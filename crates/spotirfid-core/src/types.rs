use crate::{
    Result,
    constants::{
        AUTH_KEY_LENGTH, DEFAULT_AUTH_KEY, MAX_UID_LENGTH, MIN_UID_LENGTH, PAYLOAD_CAPACITY,
        PAYLOAD_TERMINATOR, PRINTABLE_MAX, PRINTABLE_MIN,
    },
    error::Error,
};
use serde::{Deserialize, Serialize};
use std::fmt;
use subtle::ConstantTimeEq;

/// Tag UID as read during anti-collision (4-10 bytes).
///
/// Valid only while the tag stays powered in the reader's field.
#[derive(Debug, Clone, PartialEq, Eq, Hash)]
pub struct CardIdentity(Vec<u8>);

impl CardIdentity {
    /// Create a new identity with length validation.
    ///
    /// # Errors
    /// Returns `Error::InvalidIdentity` if the UID is not 4-10 bytes long.
    pub fn new(uid: impl Into<Vec<u8>>) -> Result<Self> {
        let uid = uid.into();
        if !(MIN_UID_LENGTH..=MAX_UID_LENGTH).contains(&uid.len()) {
            return Err(Error::InvalidIdentity(format!(
                "UID must be {MIN_UID_LENGTH}-{MAX_UID_LENGTH} bytes, got {}",
                uid.len()
            )));
        }
        Ok(Self(uid))
    }

    #[must_use]
    pub fn as_bytes(&self) -> &[u8] {
        &self.0
    }

    /// Uppercase hexadecimal rendering with no separators.
    ///
    /// ```
    /// use spotirfid_core::CardIdentity;
    ///
    /// let id = CardIdentity::new(vec![0x04, 0xA1, 0xB2, 0xC3]).unwrap();
    /// assert_eq!(id.to_hex(), "04A1B2C3");
    /// ```
    #[must_use]
    pub fn to_hex(&self) -> String {
        self.0.iter().map(|b| format!("{b:02X}")).collect()
    }
}

impl fmt::Display for CardIdentity {
    fn fmt(&self, f: &mut fmt::Formatter) -> fmt::Result {
        write!(f, "{}", self.to_hex())
    }
}

/// Storage protocol family of a tag, fixed once per session.
#[derive(Debug, Clone, Copy, PartialEq, Eq, Hash, Serialize, Deserialize)]
#[serde(rename_all = "snake_case")]
pub enum CardFamily {
    /// Sequential 4-byte pages, no authentication (Ultralight / NTAG).
    Lightweight,
    /// Sector/block memory behind a key handshake (Classic).
    Authenticated,
    /// Anything else. Reads yield nothing, writes are refused.
    Unsupported,
}

impl CardFamily {
    #[must_use]
    pub fn is_supported(&self) -> bool {
        !matches!(self, Self::Unsupported)
    }

    #[must_use]
    pub fn requires_authentication(&self) -> bool {
        matches!(self, Self::Authenticated)
    }
}

impl fmt::Display for CardFamily {
    fn fmt(&self, f: &mut fmt::Formatter) -> fmt::Result {
        let name = match self {
            CardFamily::Lightweight => "Lightweight",
            CardFamily::Authenticated => "Authenticated",
            CardFamily::Unsupported => "Unsupported",
        };
        write!(f, "{name}")
    }
}

/// Key-A secret used for Authenticated-family blocks.
///
/// # Security
/// Equality is constant-time.
#[derive(Clone, Copy)]
pub struct AuthKey([u8; AUTH_KEY_LENGTH]);

impl AuthKey {
    /// Factory default key (all bytes 0xFF).
    pub const DEFAULT: AuthKey = AuthKey(DEFAULT_AUTH_KEY);

    #[must_use]
    pub const fn new(bytes: [u8; AUTH_KEY_LENGTH]) -> Self {
        Self(bytes)
    }

    #[must_use]
    pub fn as_bytes(&self) -> &[u8; AUTH_KEY_LENGTH] {
        &self.0
    }

    #[must_use]
    pub fn is_default(&self) -> bool {
        *self == Self::DEFAULT
    }
}

impl Default for AuthKey {
    fn default() -> Self {
        Self::DEFAULT
    }
}

impl PartialEq for AuthKey {
    fn eq(&self, other: &Self) -> bool {
        self.0.ct_eq(&other.0).into()
    }
}

impl Eq for AuthKey {}

impl fmt::Debug for AuthKey {
    fn fmt(&self, f: &mut fmt::Formatter) -> fmt::Result {
        if self.is_default() {
            write!(f, "AuthKey(default)")
        } else {
            write!(f, "AuthKey(custom)")
        }
    }
}

/// Text stored on a tag: at most 48 printable ASCII bytes.
///
/// On the tag the payload is zero-padded to [`PAYLOAD_CAPACITY`]; the first
/// zero byte (or the end of capacity) marks its logical end.
#[derive(Debug, Clone, Default, PartialEq, Eq, Hash, Serialize, Deserialize)]
#[serde(try_from = "String", into = "String")]
pub struct TagPayload(String);

impl TagPayload {
    /// Create a payload, rejecting text that could not round-trip through a tag.
    ///
    /// # Errors
    /// Returns `Error::PayloadTooLong` above 48 bytes and
    /// `Error::PayloadNotPrintable` for any byte outside 32-126.
    ///
    /// ```
    /// use spotirfid_core::TagPayload;
    ///
    /// let payload = TagPayload::new("spotify:album:123").unwrap();
    /// assert_eq!(payload.len(), 17);
    ///
    /// assert!(TagPayload::new("x".repeat(49)).is_err());
    /// assert!(TagPayload::new("tab\there").is_err());
    /// ```
    pub fn new(text: impl Into<String>) -> Result<Self> {
        let text = text.into();
        if text.len() > PAYLOAD_CAPACITY {
            return Err(Error::PayloadTooLong {
                len: text.len(),
                max: PAYLOAD_CAPACITY,
            });
        }
        if let Some((position, &byte)) = text
            .as_bytes()
            .iter()
            .enumerate()
            .find(|(_, b)| !is_printable(**b))
        {
            return Err(Error::PayloadNotPrintable { position, byte });
        }
        Ok(Self(text))
    }

    #[must_use]
    pub fn empty() -> Self {
        Self(String::new())
    }

    /// Decode stored bytes using the tag termination convention.
    ///
    /// Scanning stops at the first zero byte or after 48 bytes. Bytes outside
    /// the printable range are skipped rather than ending the scan.
    ///
    /// ```
    /// use spotirfid_core::TagPayload;
    ///
    /// let payload = TagPayload::from_stored_bytes(b"AB\x01C\0junk");
    /// assert_eq!(payload.as_str(), "ABC");
    /// ```
    #[must_use]
    pub fn from_stored_bytes(bytes: &[u8]) -> Self {
        let text = bytes
            .iter()
            .take(PAYLOAD_CAPACITY)
            .take_while(|b| **b != PAYLOAD_TERMINATOR)
            .filter(|b| is_printable(**b))
            .map(|b| *b as char)
            .collect();
        Self(text)
    }

    /// Zero-pad the payload to the full storage capacity.
    #[must_use]
    pub fn to_padded(&self) -> [u8; PAYLOAD_CAPACITY] {
        let mut buffer = [PAYLOAD_TERMINATOR; PAYLOAD_CAPACITY];
        buffer[..self.0.len()].copy_from_slice(self.0.as_bytes());
        buffer
    }

    #[must_use]
    pub fn as_str(&self) -> &str {
        &self.0
    }

    #[must_use]
    pub fn as_bytes(&self) -> &[u8] {
        self.0.as_bytes()
    }

    #[must_use]
    pub fn len(&self) -> usize {
        self.0.len()
    }

    #[must_use]
    pub fn is_empty(&self) -> bool {
        self.0.is_empty()
    }
}

impl fmt::Display for TagPayload {
    fn fmt(&self, f: &mut fmt::Formatter) -> fmt::Result {
        write!(f, "{}", self.0)
    }
}

impl TryFrom<String> for TagPayload {
    type Error = Error;

    fn try_from(value: String) -> Result<Self> {
        TagPayload::new(value)
    }
}

impl From<TagPayload> for String {
    fn from(value: TagPayload) -> Self {
        value.0
    }
}

impl std::str::FromStr for TagPayload {
    type Err = Error;

    fn from_str(s: &str) -> Result<Self> {
        TagPayload::new(s)
    }
}

fn is_printable(byte: u8) -> bool {
    (PRINTABLE_MIN..=PRINTABLE_MAX).contains(&byte)
}

/// Payload value that toggles write mode when read from a tag.
///
/// # Security
/// Comparison against scanned payloads is constant-time.
#[derive(Debug, Clone, PartialEq, Eq)]
pub struct MasterMarker(TagPayload);

impl MasterMarker {
    /// Create a master marker.
    ///
    /// # Errors
    /// Returns an error if the marker is empty or not a valid [`TagPayload`].
    pub fn new(text: impl Into<String>) -> Result<Self> {
        let payload = TagPayload::new(text)?;
        if payload.is_empty() {
            return Err(Error::Config("master marker cannot be empty".to_string()));
        }
        Ok(Self(payload))
    }

    /// Check whether a scanned payload is the master marker.
    #[must_use]
    pub fn matches(&self, payload: &TagPayload) -> bool {
        self.0.as_bytes().ct_eq(payload.as_bytes()).into()
    }

    #[must_use]
    pub fn payload(&self) -> &TagPayload {
        &self.0
    }
}

impl fmt::Display for MasterMarker {
    fn fmt(&self, f: &mut fmt::Formatter) -> fmt::Result {
        write!(f, "{}", self.0)
    }
}

/// Process-wide workflow mode.
#[derive(Debug, Clone, Copy, Default, PartialEq, Eq, Hash, Serialize, Deserialize)]
#[serde(rename_all = "snake_case")]
pub enum WorkflowMode {
    /// Scans are reported to the remote service.
    #[default]
    Normal,
    /// The next non-master scan receives the pending value.
    Write,
}

impl WorkflowMode {
    #[must_use]
    pub fn is_write(&self) -> bool {
        matches!(self, Self::Write)
    }
}

impl fmt::Display for WorkflowMode {
    fn fmt(&self, f: &mut fmt::Formatter) -> fmt::Result {
        match self {
            WorkflowMode::Normal => write!(f, "Normal"),
            WorkflowMode::Write => write!(f, "Write"),
        }
    }
}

########

**What needs to be done**
In restating the data, begin at its first line, reproduce each line word for word, and conclude with the line that contains "pub enum CardFamily".

**Completed task**
filename crates/spotirfid-core/src/types.rs
use crate::{
    Result,
    constants::{
        AUTH_KEY_LENGTH, DEFAULT_AUTH_KEY, MAX_UID_LENGTH, MIN_UID_LENGTH, PAYLOAD_CAPACITY,
        PAYLOAD_TERMINATOR, PRINTABLE_MAX, PRINTABLE_MIN,
    },
    error::Error,
};
use serde::{Deserialize, Serialize};
use std::fmt;
use subtle::ConstantTimeEq;

/// Tag UID as read during anti-collision (4-10 bytes).
///
/// Valid only while the tag stays powered in the reader's field.
#[derive(Debug, Clone, PartialEq, Eq, Hash)]
pub struct CardIdentity(Vec<u8>);

impl CardIdentity {
    /// Create a new identity with length validation.
    ///
    /// # Errors
    /// Returns `Error::InvalidIdentity` if the UID is not 4-10 bytes long.
    pub fn new(uid: impl Into<Vec<u8>>) -> Result<Self> {
        let uid = uid.into();
        if !(MIN_UID_LENGTH..=MAX_UID_LENGTH).contains(&uid.len()) {
            return Err(Error::InvalidIdentity(format!(
                "UID must be {MIN_UID_LENGTH}-{MAX_UID_LENGTH} bytes, got {}",
                uid.len()
            )));
        }
        Ok(Self(uid))
    }

    #[must_use]
    pub fn as_bytes(&self) -> &[u8] {
        &self.0
    }

    /// Uppercase hexadecimal rendering with no separators.
    ///
    /// ```
    /// use spotirfid_core::CardIdentity;
    ///
    /// let id = CardIdentity::new(vec![0x04, 0xA1, 0xB2, 0xC3]).unwrap();
    /// assert_eq!(id.to_hex(), "04A1B2C3");
    /// ```
    #[must_use]
    pub fn to_hex(&self) -> String {
        self.0.iter().map(|b| format!("{b:02X}")).collect()
    }
}

impl fmt::Display for CardIdentity {
    fn fmt(&self, f: &mut fmt::Formatter) -> fmt::Result {
        write!(f, "{}", self.to_hex())
    }
}

/// Storage protocol family of a tag, fixed once per session.
#[derive(Debug, Clone, Copy, PartialEq, Eq, Hash, Serialize, Deserialize)]
#[serde(rename_all = "snake_case")]
pub enum CardFamily {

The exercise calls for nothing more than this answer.